Rehospitalization, which is defined as a return to the hospital for the same or related care within 30 days, is often avoidable and adds significant costs to health care spending. A growing body of evidence indicates that when patients move from one health care setting to another, a period known as the care transition, timely access to follow–up care is one of the keys to avoiding unplanned readmissions. Of late, transitional care clinics (TCCs), sometimes referred to as post-discharge clinics, have emerged as an innovative approach to readmission reduction. TCCs bridge the care gap between hospital discharge and post-acute care follow-up by providing access to care for patients with fragmented care or at high risk for readmission. These clinics are typically hospital-based and nurse practitioner-led which makes sense in terms of both cost-containment and quality of care. They provide an alternative to the use of emergency services, improve workflow for referring physicians, and support care navigation back to community providers. TCCs support the discharge plan of care and long-term outcomes by providing an intense focus on patient education, disease and medication self-management, and coordination of care.
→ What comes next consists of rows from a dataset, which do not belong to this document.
//! Builders for synthetic note backups.

#![allow(dead_code)]

use printpdf::lopdf::content::Content;
use printpdf::lopdf::Document;
use rusqlite::{params, Connection};
use std::fs::File;
use std::io::Write;
use std::path::Path;
use tempfile::TempDir;
use zip::write::SimpleFileOptions;

pub const IDENTITY: &str = r#"{"values": [1, 0, 0, 0, 1, 0, 0, 0, 1]}"#;

/// One stroke row of a note store.
pub struct StrokeRow {
    pub page_id: &'static str,
    pub points: Vec<u8>,
    pub matrix: &'static str,
    pub thickness: f64,
}

/// Encodes (x, y) pairs as a big-endian vertex buffer with zeroed extra channels.
pub fn vertex_buffer(points: &[(f32, f32)]) -> Vec<u8> {
    let mut data = Vec::new();
    for &(x, y) in points {
        for value in [x, y, 0.0, 0.0, 0.0, 0.0] {
            data.extend_from_slice(&value.to_be_bytes());
        }
    }
    data
}

/// A backup being assembled in a scratch directory.
pub struct BackupBuilder {
    dir: TempDir,
    catalog: Connection,
}

impl BackupBuilder {
    pub fn new() -> Self {
        let dir = TempDir::new().unwrap();
        let catalog = Connection::open(dir.path().join("ShapeDatabase.db")).unwrap();
        catalog
            .execute_batch(
                "CREATE TABLE NoteModel (
                    uniqueId TEXT, title TEXT, pageNameList TEXT,
                    parentUniqueId TEXT, type INTEGER
                );",
            )
            .unwrap();
        BackupBuilder { dir, catalog }
    }

    pub fn folder(self, id: &str, title: &str, parent: Option<&str>) -> Self {
        self.catalog
            .execute(
                "INSERT INTO NoteModel (uniqueId, title, parentUniqueId, type) VALUES (?1, ?2, ?3, 0)",
                params![id, title, parent],
            )
            .unwrap();
        self
    }

    pub fn note(self, id: &str, title: &str, page_list: &str, parent: Option<&str>, strokes: &[StrokeRow]) -> Self {
        self.catalog
            .execute(
                "INSERT INTO NoteModel (uniqueId, title, pageNameList, parentUniqueId, type)
                 VALUES (?1, ?2, ?3, ?4, 1)",
                params![id, title, page_list, parent],
            )
            .unwrap();

        let store = Connection::open(self.dir.path().join(format!("{}.db", id))).unwrap();
        store
            .execute_batch(
                "CREATE TABLE NewShapeModel (
                    pageUniqueId TEXT, points BLOB, matrixValues TEXT, thickness REAL
                );",
            )
            .unwrap();
        for row in strokes {
            store
                .execute(
                    "INSERT INTO NewShapeModel (pageUniqueId, points, matrixValues, thickness)
                     VALUES (?1, ?2, ?3, ?4)",
                    params![row.page_id, row.points, row.matrix, row.thickness],
                )
                .unwrap();
        }
        self
    }

    /// Removes a note's store, as if the backup lost it.
    pub fn without_store(self, id: &str) -> Self {
        std::fs::remove_file(self.dir.path().join(format!("{}.db", id))).unwrap();
        self
    }

    /// Zips every store into `path`.
    pub fn write_zip(self, path: &Path) {
        drop(self.catalog);
        let mut writer = zip::ZipWriter::new(File::create(path).unwrap());
        for entry in std::fs::read_dir(self.dir.path()).unwrap() {
            let entry = entry.unwrap();
            let name = entry.file_name().to_string_lossy().into_owned();
            writer.start_file(name, SimpleFileOptions::default()).unwrap();
            writer.write_all(&std::fs::read(entry.path()).unwrap()).unwrap();
        }
        writer.finish().unwrap();
    }
}

/// The note from the "Work/Projects/Meeting" scenario.
pub fn meeting_backup() -> BackupBuilder {
    BackupBuilder::new()
        .folder("f1", "Work", None)
        .folder("f2", "Projects", Some("f1"))
        .note(
            "n1",
            "Meeting",
            r#"{"pageNameList": ["p1"]}"#,
            Some("f2"),
            &[StrokeRow {
                page_id: "p1",
                points: vertex_buffer(&[(0.0, 0.0), (1.0, 0.0), (1.0, 1.0)]),
                matrix: IDENTITY,
                thickness: 1.0,
            }],
        )
}

/// Reads a written PDF and returns the drawing operators (`w`, `m`, `l`, `S`)
/// of every page, in page order.
pub fn pdf_drawing_ops(path: &Path) -> Vec<Vec<String>> {
    let doc = Document::load(path).unwrap();
    doc.get_pages()
        .values()
        .map(|&page_id| {
            Content::decode(&doc.get_page_content(page_id).unwrap())
                .unwrap()
                .operations
                .into_iter()
                .map(|op| op.operator)
                .filter(|operator| matches!(operator.as_str(), "w" | "m" | "l" | "S"))
                .collect()
        })
        .collect()
}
By providing access to care and improving communication across the continuum of care, TCCs can improve the quality of the care transition and reduce avoidable readmissions. A feasibility analysis can help to provide answers and guide project planning. This article describes how to conduct such a feasibility analysis of establishing a TCC as well as the organizational, financial and market factors impacting the feasibility of establishing such a clinic.